Shares of alcoholic beverage giant Constellation Brands (NYSE: STZ) rose 25% through the first half of 2017, according to data provided by S&P Global Market Intelligence.
The stock has been a solid winner for long-term investors, up by over 500% in the last five years compared to a 78% rise in the broader market.
Constellation Brands' 2017 rally can be traced to its market-thumping sales growth and fast-expanding profit margins. The company in early April beat management's fourth-quarter forecast thanks to a 10% spike in beer volume. The premium positioning of its portfolio, anchored by the Corona import, also allowed the beverage maker to raise prices, leading to a sharp boost in profitability. "Our beer business continues to be a powerhouse for growth," CEO Rob Sands told investors at the time.
Constellation Brands followed that performance up with a strong start to fiscal 2018. In late June it posted another double-digit improvement in earnings, with booming beer sales making up for soft demand on the wine side of the business to push revenue higher and help operating margin jump by 5 percentage points to 35% of sales.

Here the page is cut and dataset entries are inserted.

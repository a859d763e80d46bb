use crate::domain::types::RootUserConfig;

/// API service configuration loaded from environment variables.
#[derive(Debug)]
pub struct ApiConfig {
    /// PostgreSQL connection URL.
    pub database_url: String,
    /// TCP port for the HTTP server (default 8080). Env var: `ECODATUM_PORT`.
    pub port: u16,
    /// Expected name and email of the root user.
    pub root_user: RootUserConfig,
    /// When set, the root user is created at startup if missing.
    /// Env var: `ROOT_USER_PASSWORD`.
    pub root_user_password: Option<String>,
}

#[derive(Debug, thiserror::Error)]
#[error("missing environment variable {0}")]
pub struct MissingVar(pub &'static str);

impl ApiConfig {
    pub fn from_env() -> Result<Self, MissingVar> {
        Self::from_lookup(|key| std::env::var(key).ok())
    }

    fn from_lookup(lookup: impl Fn(&str) -> Option<String>) -> Result<Self, MissingVar> {
        let required = |key: &'static str| lookup(key).ok_or(MissingVar(key));
        Ok(Self {
            database_url: required("DATABASE_URL")?,
            port: lookup("ECODATUM_PORT")
                .and_then(|v| v.parse().ok())
                .unwrap_or(8080),
            root_user: RootUserConfig::new(
                required("ROOT_USER_NAME")?,
                required("ROOT_USER_EMAIL")?,
            ),
            root_user_password: lookup("ROOT_USER_PASSWORD").filter(|v| !v.is_empty()),
        })
    }
}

Sands and his executive team believe they'll snatch significant market share in the industry this year to power healthy growth in both revenue and profits. As for the longer term, Constellation Brands is dramatically expanding its Mexican brewery network. That spending will pinch free cash flow this year, but should tail off beginning in fiscal 2019.
At that point, the company will have more than doubled its beer capacity since 2015 and the business should be generating over $2 billion in annual free cash flow.